Advanced Microscopy Developement
polTIRF: polarized Total Internal Reflection Fluorescence
Our lab uses polarized Total Internal Reflection Fluorescence (polTIRF) microscopy to examine how the orientation of single molecules or subdomains change over time and with activity. This works by rigidly attaching a fluorescent probe with polarized emission to a protein of interest and measuring the emission intensity as a function of excitation and/or emission angle over time. Anti correlated changes in intensity at different angles, while total intensity remains constant, are used to calculate the orientation of the fluorphore, and therefore the protein, in three dimensions (X, Y, and Z). Observing these rotations over time provides valuable information about protein conformational changes and mechanisms.
Optical Trapping with Feedback
Optical trapping studies have provided much information about the mechanics and kinetics of motor proteins. Standard optical trapping methods require 5-15 ms to detect actin-myosin interactions. However, in the case of myosin, strong binding to the actin filament and force generation likely occurs within just a few milliseconds, making it difficult to study these transitions under load. We have developed an ultra-fast optical trapping technique that used a high-speed force feedback system to detect binding events within a few hundred microseconds. This allows the separate observation of actin binding and subsequent displacements of the actin filament by the myosin.

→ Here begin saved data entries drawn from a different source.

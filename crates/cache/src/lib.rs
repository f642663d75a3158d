//! Resilient cache engine for warden
//!
//! This crate provides a self-protecting cache with features like:
//! - Checksummed, optionally compressed entries with per-entry TTL
//! - A circuit breaker around every storage call
//! - Memory pressure detection with pluggable eviction strategies
//! - Key-hash partitioned storage and background maintenance workers
//! - Batch operations and operation events

pub mod checksum;
pub mod clock;
pub mod config;
pub mod core;
pub mod entry;
pub mod errors;
pub mod eviction;
pub mod manager;
pub mod monitoring;
pub mod storage;
pub mod workers;

pub use checksum::{ChecksumCodec, ChecksumResult};
pub use clock::{Clock, ManualClock, SharedClock, SystemClock};
pub use config::{CacheConfig, CacheConfigLoader};
pub use core::{
    BatchResult, Cache, CacheBuilder, CacheStats, CallContext, OperationEvent, OperationKind,
    SetOptions,
};
pub use entry::CacheEntry;
pub use errors::{CacheError, Error, RecoveryHint, Result};
pub use manager::{AggregateStats, CacheManager};
pub use monitoring::{MemoryPressureDetector, PressureEvent, PressureLevel};
pub use storage::{FileSystemBackend, MemoryBackend, PartitionedStorage, StorageBackend};

pub use warden_utils::{CancellationToken, CircuitState};
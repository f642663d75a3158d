//! Cache statistics

use serde::Serialize;
use std::sync::atomic::Ordering;

use crate::core::types::Cache;

/// Breaker figures included in [`CacheStats`]
#[derive(Debug, Clone, PartialEq, Serialize)]
#[serde(rename_all = "camelCase")]
pub struct CircuitBreakerSummary {
    /// `CLOSED`, `OPEN` or `HALF_OPEN`
    pub state: String,
    pub failure_count: u32,
    pub success_count: u32,
    pub total_requests: u64,
    pub rejected_requests: u64,
    pub success_rate: f64,
}

/// Point-in-time statistics of one cache
#[derive(Debug, Clone, PartialEq, Serialize)]
#[serde(rename_all = "camelCase")]
pub struct CacheStats {
    pub memory_entries: usize,
    /// Uncompressed bytes held in the memory tier
    pub total_size: u64,
    pub hit_rate: f64,
    /// Stored bytes over uncompressed bytes for the memory tier; 1.0 when empty
    pub compression_ratio: f64,
    /// Creation time of the oldest entry in memory, epoch milliseconds
    pub oldest_entry: Option<u64>,
    pub newest_entry: Option<u64>,
    pub total_hits: u64,
    pub total_misses: u64,
    pub total_writes: u64,
    pub total_deletes: u64,
    pub expired_entries: u64,
    pub checksum_failures: u64,
    pub atomic_op_failures: u64,
    pub corrupt_entries: u64,
    pub circuit_breaker: Option<CircuitBreakerSummary>,
}

impl Cache {
    /// Current statistics. Reading them never changes cache state.
    pub fn stats(&self) -> CacheStats {
        let inner = &self.inner;
        let counters = &inner.counters;
        let entries = inner.memory.snapshot();

        let total_size: u64 = entries.iter().map(|e| e.size()).sum();
        let stored_size: u64 = entries.iter().map(|e| e.stored_size).sum();
        let compression_ratio = if total_size == 0 {
            1.0
        } else {
            stored_size as f64 / total_size as f64
        };

        let circuit_breaker = inner.breaker.as_ref().map(|breaker| {
            let stats = breaker.stats();
            CircuitBreakerSummary {
                state: stats.state.as_str().to_string(),
                failure_count: stats.failures,
                success_count: stats.successes,
                total_requests: stats.requests,
                rejected_requests: stats.rejected,
                success_rate: stats.success_rate,
            }
        });

        CacheStats {
            memory_entries: entries.len(),
            total_size,
            hit_rate: counters.hit_rate(),
            compression_ratio,
            oldest_entry: entries.iter().map(|e| e.timestamp).min(),
            newest_entry: entries.iter().map(|e| e.timestamp).max(),
            total_hits: counters.hits.load(Ordering::Relaxed),
            total_misses: counters.misses.load(Ordering::Relaxed),
            total_writes: counters.writes.load(Ordering::Relaxed),
            total_deletes: counters.deletes.load(Ordering::Relaxed),
            expired_entries: counters.expired.load(Ordering::Relaxed),
            checksum_failures: counters.checksum_failures.load(Ordering::Relaxed),
            atomic_op_failures: counters.atomic_op_failures.load(Ordering::Relaxed),
            corrupt_entries: counters.corrupt_entries.load(Ordering::Relaxed),
            circuit_breaker,
        }
    }
}
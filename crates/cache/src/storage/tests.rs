//! Behaviour every backend must share

use super::*;
use std::sync::Arc;
use tempfile::TempDir;

async fn exercise_contract(backend: SharedBackend) {
    assert_eq!(backend.get("k1").await.unwrap(), None);
    assert!(!backend.remove("k1").await.unwrap());

    backend.put("k1", b"first".to_vec()).await.unwrap();
    backend.put_atomic("k2", b"second".to_vec()).await.unwrap();

    // Last write wins
    backend.put_atomic("k1", b"third".to_vec()).await.unwrap();
    assert_eq!(backend.get("k1").await.unwrap(), Some(b"third".to_vec()));

    let mut keys = backend.list().await.unwrap();
    keys.sort();
    assert_eq!(keys, vec!["k1".to_string(), "k2".to_string()]);

    assert!(backend.remove("k2").await.unwrap());
    assert_eq!(backend.list().await.unwrap(), vec!["k1".to_string()]);

    assert_eq!(backend.clear().await.unwrap(), 1);
    assert!(backend.list().await.unwrap().is_empty());

    exercise_conditional(backend).await;
}

async fn exercise_conditional(backend: SharedBackend) {
    assert!(!backend.remove_if("c", b"v1").await.unwrap());
    assert!(!backend.replace_if("c", b"v1", b"v2".to_vec()).await.unwrap());
    assert_eq!(backend.get("c").await.unwrap(), None);

    backend.put("c", b"v1".to_vec()).await.unwrap();
    assert!(!backend.replace_if("c", b"other", b"v2".to_vec()).await.unwrap());
    assert!(backend.replace_if("c", b"v1", b"v2".to_vec()).await.unwrap());
    assert_eq!(backend.get("c").await.unwrap(), Some(b"v2".to_vec()));

    // A value the caller never saw is left alone
    assert!(!backend.remove_if("c", b"v1").await.unwrap());
    assert_eq!(backend.get("c").await.unwrap(), Some(b"v2".to_vec()));
    assert!(backend.remove_if("c", b"v2").await.unwrap());
    assert_eq!(backend.get("c").await.unwrap(), None);
}

#[tokio::test]
async fn test_memory_backend_contract() {
    exercise_contract(Arc::new(MemoryBackend::new())).await;
}

#[tokio::test]
async fn test_filesystem_backend_contract() {
    let temp_dir = TempDir::new().unwrap();
    let backend = FileSystemBackend::new(temp_dir.path()).await.unwrap();
    exercise_contract(Arc::new(backend)).await;
}

#[tokio::test]
async fn test_partitioned_backend_contract() {
    let inner: SharedBackend = Arc::new(MemoryBackend::new());
    exercise_contract(Arc::new(PartitionedStorage::new(inner, 8).unwrap())).await;
}

#[tokio::test]
async fn test_partitioned_filesystem_contract() {
    let temp_dir = TempDir::new().unwrap();
    let inner: SharedBackend = Arc::new(FileSystemBackend::new(temp_dir.path()).await.unwrap());
    exercise_contract(Arc::new(PartitionedStorage::new(inner, 3).unwrap())).await;
}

ALEX: Alternating-Laser Excitation
Alternating-laser excitation (ALEX) can be used with a 532 nm and 640 nm lasers to obtain Cy3 and Cy5 fluorescence intensities as well as the FRET (Forster Resonance Energy Transfer) signals between Cy3 and Cy5. Fluorescence intensities of Cy3 and Cy5 are separated by a dual view splitter and recorded with an electron multiplying charge-coupled device camera.